What is being asked
Give the listing below again in full, exactly as written.

Dataset records
//! Held-out evaluation and report files

use crate::config::AppConfig;
use crate::dataset::Dataset;
use crate::models::inference::LoanPredictor;
use crate::types::decision::Decision;
use anyhow::{bail, Context, Result};
use std::fmt::Write as _;
use std::fs;
use std::path::PathBuf;
use tracing::info;

/// Confusion counts with "approved" as the positive class
#[derive(Debug, Default, Clone, Copy, PartialEq, Eq)]
pub struct ConfusionMatrix {
    pub true_positive: usize,
    pub true_negative: usize,
    pub false_positive: usize,
    pub false_negative: usize,
}

impl ConfusionMatrix {
    fn record(&mut self, predicted: Decision, actual: Decision) {
        match (predicted, actual) {
            (Decision::Approved, Decision::Approved) => self.true_positive += 1,
            (Decision::Rejected, Decision::Rejected) => self.true_negative += 1,
            (Decision::Approved, Decision::Rejected) => self.false_positive += 1,
            (Decision::Rejected, Decision::Approved) => self.false_negative += 1,
        }
    }

    pub fn total(&self) -> usize {
        self.true_positive + self.true_negative + self.false_positive + self.false_negative
    }

    pub fn correct(&self) -> usize {
        self.true_positive + self.true_negative
    }
}

#[derive(Debug, Clone, PartialEq)]
pub struct EvaluationReport {
    pub accuracy: f64,
    pub error_rate: f64,
    /// Accuracy of always predicting the majority class of the test set
    pub baseline_accuracy: f64,
    pub confusion: ConfusionMatrix,
    pub test_rows: usize,
    /// Feature importances, largest first
    pub importances: Vec<(String, f64)>,
}

/// Score `predictor` on a labeled dataset.
pub fn evaluate(predictor: &LoanPredictor, dataset: &Dataset) -> EvaluationReport {
    let mut confusion = ConfusionMatrix::default();
    let predictions = predictor.predict_batch(dataset.applications());
    for (prediction, &label) in predictions.iter().zip(dataset.labels()) {
        confusion.record(prediction.decision, Decision::from_label(label));
    }

    let accuracy = if confusion.total() > 0 {
        confusion.correct() as f64 / confusion.total() as f64
    } else {
        0.0
    };

    let mut importances: Vec<(String, f64)> = predictor.feature_importance().into_iter().collect();
    importances.sort_by(|a, b| b.1.total_cmp(&a.1).then_with(|| a.0.cmp(&b.0)));

    EvaluationReport {
        accuracy,
        error_rate: 1.0 - accuracy,
        baseline_accuracy: dataset.majority_rate(),
        confusion,
        test_rows: dataset.len(),
        importances,
    }
}

/// Plain-text metrics report
pub fn render_metrics(report: &EvaluationReport) -> String {
    let c = &report.confusion;
    let mut out = String::new();
    let _ = writeln!(out, "Loan approval model evaluation");
    let _ = writeln!(out, "==============================");
    let _ = writeln!(out, "Test rows:          {}", report.test_rows);
    let _ = writeln!(out, "Accuracy:           {:.4}", report.accuracy);
    let _ = writeln!(out, "Error rate:         {:.4}", report.error_rate);
    let _ = writeln!(out, "Majority baseline:  {:.4}", report.baseline_accuracy);
    let _ = writeln!(out);
    let _ = writeln!(out, "Confusion matrix (rows = actual, columns = predicted)");
    let _ = writeln!(out, "              Approved  Rejected");
    let _ = writeln!(out, "  Approved   {:>9} {:>9}", c.true_positive, c.false_negative);
    let _ = writeln!(out, "  Rejected   {:>9} {:>9}", c.false_positive, c.true_negative);
    out
}

/// Horizontal bar chart of feature importances
pub fn render_importance_chart(importances: &[(String, f64)]) -> String {
    const BAR_WIDTH: f64 = 40.0;

    let name_width = importances.iter().map(|(n, _)| n.len()).max().unwrap_or(0);
    let max = importances
        .iter()
        .map(|(_, v)| *v)
        .fold(0.0f64, f64::max);

    let mut out = String::from("Feature importance\n");
    for (name, value) in importances {
        let len = if max > 0.0 {
            (value / max * BAR_WIDTH).round() as usize
        } else {
            0
        };
        let _ = writeln!(
            out,
            "{:<width$}  {:.4}  {}",
            name,
            value,
            "█".repeat(len),
            width = name_width
        );
    }
    out
}

/// Files written by [`evaluate_pipeline`]
#[derive(Debug)]
pub struct EvaluationOutcome {
    pub report: EvaluationReport,
    pub metrics_path: PathBuf,
    pub importance_path: PathBuf,
}

/// Re-create the held-out split recorded in the artifact, score it and
/// write the reports.
pub fn evaluate_pipeline(config: &AppConfig) -> Result<EvaluationOutcome> {
    let predictor = LoanPredictor::load(&config.paths.model)?;
    let dataset = Dataset::load_csv(&config.paths.dataset)?;

    let metadata = predictor.artifact().metadata();
    let trained_on = metadata.train_rows + metadata.test_rows;
    if dataset.len() != trained_on {
        bail!(
            "Dataset {} has {} usable rows but the model was split from {}; \
             the held-out rows cannot be reproduced",
            config.paths.dataset.display(),
            dataset.len(),
            trained_on
        );
    }
    let (_, test) = dataset
        .train_test_split(metadata.test_fraction, metadata.split_seed)
        .context("Failed to re-create evaluation split")?;

    let report = evaluate(&predictor, &test);
    info!(
        test_rows = report.test_rows,
        accuracy = format!("{:.4}", report.accuracy),
        baseline = format!("{:.4}", report.baseline_accuracy),
        "Evaluation complete"
    );

    let reports_dir = &config.paths.reports_dir;
    fs::create_dir_all(reports_dir)
        .with_context(|| format!("Failed to create {}", reports_dir.display()))?;

    let metrics_path = reports_dir.join("metrics.txt");
    fs::write(&metrics_path, render_metrics(&report))
        .with_context(|| format!("Failed to write {}", metrics_path.display()))?;

    let importance_path = reports_dir.join("feature_importance.txt");
    fs::write(&importance_path, render_importance_chart(&report.importances))
        .with_context(|| format!("Failed to write {}", importance_path.display()))?;

    info!(
        metrics = %metrics_path.display(),
        importance = %importance_path.display(),
        "Reports written"
    );

    Ok(EvaluationOutcome {
        report,
        metrics_path,
        importance_path,
    })
}

#[cfg(test)]
mod tests {
    use super::*;

    #[test]
    fn test_confusion_matrix() {
        let mut c = ConfusionMatrix::default();
        c.record(Decision::Approved, Decision::Approved);
        c.record(Decision::Approved, Decision::Rejected);
        c.record(Decision::Rejected, Decision::Rejected);
        c.record(Decision::Rejected, Decision::Rejected);

        assert_eq!(c.true_positive, 1);
        assert_eq!(c.false_positive, 1);
        assert_eq!(c.true_negative, 2);
        assert_eq!(c.false_negative, 0);
        assert_eq!(c.total(), 4);
        assert_eq!(c.correct(), 3);
    }

    #[test]
    fn test_render_metrics() {
        let report = EvaluationReport {
            accuracy: 0.9,
            error_rate: 0.1,
            baseline_accuracy: 0.7,
            confusion: ConfusionMatrix {
                true_positive: 5,
                true_negative: 4,
                false_positive: 1,
                false_negative: 0,
            },
            test_rows: 10,
            importances: vec![],
        };

        let text = render_metrics(&report);
        assert!(text.contains("Accuracy:           0.9000"));
        assert!(text.contains("Majority baseline:  0.7000"));
        assert!(text.contains("Test rows:          10"));
    }

    #[test]
    fn test_importance_chart_scales_to_largest() {
        let chart = render_importance_chart(&[
            ("credit_score".to_string(), 0.5),
            ("person_age".to_string(), 0.25),
            ("person_gender_male".to_string(), 0.0),
        ]);
        let lines: Vec<&str> = chart.lines().collect();

        assert_eq!(lines.len(), 4);
        assert_eq!(lines[1].matches('█').count(), 40);
        assert_eq!(lines[2].matches('█').count(), 20);
        assert_eq!(lines[3].matches('█').count(), 0);
    }
}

Problem solution
//! Held-out evaluation and report files

use crate::config::AppConfig;
use crate::dataset::Dataset;
use crate::models::inference::LoanPredictor;
use crate::types::decision::Decision;
use anyhow::{bail, Context, Result};
use std::fmt::Write as _;
use std::fs;
use std::path::PathBuf;
use tracing::info;

/// Confusion counts with "approved" as the positive class
#[derive(Debug, Default, Clone, Copy, PartialEq, Eq)]
pub struct ConfusionMatrix {
    pub true_positive: usize,
    pub true_negative: usize,
    pub false_positive: usize,
    pub false_negative: usize,
}

impl ConfusionMatrix {
    fn record(&mut self, predicted: Decision, actual: Decision) {
        match (predicted, actual) {
            (Decision::Approved, Decision::Approved) => self.true_positive += 1,
            (Decision::Rejected, Decision::Rejected) => self.true_negative += 1,
            (Decision::Approved, Decision::Rejected) => self.false_positive += 1,
            (Decision::Rejected, Decision::Approved) => self.false_negative += 1,
        }
    }

    pub fn total(&self) -> usize {
        self.true_positive + self.true_negative + self.false_positive + self.false_negative
    }

    pub fn correct(&self) -> usize {
        self.true_positive + self.true_negative
    }
}

#[derive(Debug, Clone, PartialEq)]
pub struct EvaluationReport {
    pub accuracy: f64,
    pub error_rate: f64,
    /// Accuracy of always predicting the majority class of the test set
    pub baseline_accuracy: f64,
    pub confusion: ConfusionMatrix,
    pub test_rows: usize,
    /// Feature importances, largest first
    pub importances: Vec<(String, f64)>,
}

/// Score `predictor` on a labeled dataset.
pub fn evaluate(predictor: &LoanPredictor, dataset: &Dataset) -> EvaluationReport {
    let mut confusion = ConfusionMatrix::default();
    let predictions = predictor.predict_batch(dataset.applications());
    for (prediction, &label) in predictions.iter().zip(dataset.labels()) {
        confusion.record(prediction.decision, Decision::from_label(label));
    }

    let accuracy = if confusion.total() > 0 {
        confusion.correct() as f64 / confusion.total() as f64
    } else {
        0.0
    };

    let mut importances: Vec<(String, f64)> = predictor.feature_importance().into_iter().collect();
    importances.sort_by(|a, b| b.1.total_cmp(&a.1).then_with(|| a.0.cmp(&b.0)));

    EvaluationReport {
        accuracy,
        error_rate: 1.0 - accuracy,
        baseline_accuracy: dataset.majority_rate(),
        confusion,
        test_rows: dataset.len(),
        importances,
    }
}

/// Plain-text metrics report
pub fn render_metrics(report: &EvaluationReport) -> String {
    let c = &report.confusion;
    let mut out = String::new();
    let _ = writeln!(out, "Loan approval model evaluation");
    let _ = writeln!(out, "==============================");
    let _ = writeln!(out, "Test rows:          {}", report.test_rows);
    let _ = writeln!(out, "Accuracy:           {:.4}", report.accuracy);
    let _ = writeln!(out, "Error rate:         {:.4}", report.error_rate);
    let _ = writeln!(out, "Majority baseline:  {:.4}", report.baseline_accuracy);
    let _ = writeln!(out);
    let _ = writeln!(out, "Confusion matrix (rows = actual, columns = predicted)");
    let _ = writeln!(out, "              Approved  Rejected");
    let _ = writeln!(out, "  Approved   {:>9} {:>9}", c.true_positive, c.false_negative);
    let _ = writeln!(out, "  Rejected   {:>9} {:>9}", c.false_positive, c.true_negative);
    out
}

/// Horizontal bar chart of feature importances
pub fn render_importance_chart(importances: &[(String, f64)]) -> String {
    const BAR_WIDTH: f64 = 40.0;

    let name_width = importances.iter().map(|(n, _)| n.len()).max().unwrap_or(0);
    let max = importances
        .iter()
        .map(|(_, v)| *v)
        .fold(0.0f64, f64::max);

    let mut out = String::from("Feature importance\n");
    for (name, value) in importances {
        let len = if max > 0.0 {
            (value / max * BAR_WIDTH).round() as usize
        } else {
            0
        };
        let _ = writeln!(
            out,
            "{:<width$}  {:.4}  {}",
            name,
            value,
            "█".repeat(len),
            width = name_width
        );
    }
    out
}

/// Files written by [`evaluate_pipeline`]
#[derive(Debug)]
pub struct EvaluationOutcome {
    pub report: EvaluationReport,
    pub metrics_path: PathBuf,
    pub importance_path: PathBuf,
}

/// Re-create the held-out split recorded in the artifact, score it and
/// write the reports.
pub fn evaluate_pipeline(config: &AppConfig) -> Result<EvaluationOutcome> {
    let predictor = LoanPredictor::load(&config.paths.model)?;
    let dataset = Dataset::load_csv(&config.paths.dataset)?;

    let metadata = predictor.artifact().metadata();
    let trained_on = metadata.train_rows + metadata.test_rows;
    if dataset.len() != trained_on {
        bail!(
            "Dataset {} has {} usable rows but the model was split from {}; \
             the held-out rows cannot be reproduced",
            config.paths.dataset.display(),
            dataset.len(),
            trained_on
        );
    }
    let (_, test) = dataset
        .train_test_split(metadata.test_fraction, metadata.split_seed)
        .context("Failed to re-create evaluation split")?;

    let report = evaluate(&predictor, &test);
    info!(
        test_rows = report.test_rows,
        accuracy = format!("{:.4}", report.accuracy),
        baseline = format!("{:.4}", report.baseline_accuracy),
        "Evaluation complete"
    );

    let reports_dir = &config.paths.reports_dir;
    fs::create_dir_all(reports_dir)
        .with_context(|| format!("Failed to create {}", reports_dir.display()))?;

    let metrics_path = reports_dir.join("metrics.txt");
    fs::write(&metrics_path, render_metrics(&report))
        .with_context(|| format!("Failed to write {}", metrics_path.display()))?;

    let importance_path = reports_dir.join("feature_importance.txt");
    fs::write(&importance_path, render_importance_chart(&report.importances))
        .with_context(|| format!("Failed to write {}", importance_path.display()))?;

    info!(
        metrics = %metrics_path.display(),
        importance = %importance_path.display(),
        "Reports written"
    );

    Ok(EvaluationOutcome {
        report,
        metrics_path,
        importance_path,
    })
}

#[cfg(test)]
mod tests {
    use super::*;

    #[test]
    fn test_confusion_matrix() {
        let mut c = ConfusionMatrix::default();
        c.record(Decision::Approved, Decision::Approved);
        c.record(Decision::Approved, Decision::Rejected);
        c.record(Decision::Rejected, Decision::Rejected);
        c.record(Decision::Rejected, Decision::Rejected);

        assert_eq!(c.true_positive, 1);
        assert_eq!(c.false_positive, 1);
        assert_eq!(c.true_negative, 2);
        assert_eq!(c.false_negative, 0);
        assert_eq!(c.total(), 4);
        assert_eq!(c.correct(), 3);
    }

    #[test]
    fn test_render_metrics() {
        let report = EvaluationReport {
            accuracy: 0.9,
            error_rate: 0.1,
            baseline_accuracy: 0.7,
            confusion: ConfusionMatrix {
                true_positive: 5,
                true_negative: 4,
                false_positive: 1,
                false_negative: 0,
            },
            test_rows: 10,
            importances: vec![],
        };

        let text = render_metrics(&report);
        assert!(text.contains("Accuracy:           0.9000"));
        assert!(text.contains("Majority baseline:  0.7000"));
        assert!(text.contains("Test rows:          10"));
    }

    #[test]
    fn test_importance_chart_scales_to_largest() {
        let chart = render_importance_chart(&[
            ("credit_score".to_string(), 0.5),
            ("person_age".to_string(), 0.25),
            ("person_gender_male".to_string(), 0.0),
        ]);
        let lines: Vec<&str> = chart.lines().collect();

        assert_eq!(lines.len(), 4);
        assert_eq!(lines[1].matches('█').count(), 40);
        assert_eq!(lines[2].matches('█').count(), 20);
        assert_eq!(lines[3].matches('█').count(), 0);
    }
}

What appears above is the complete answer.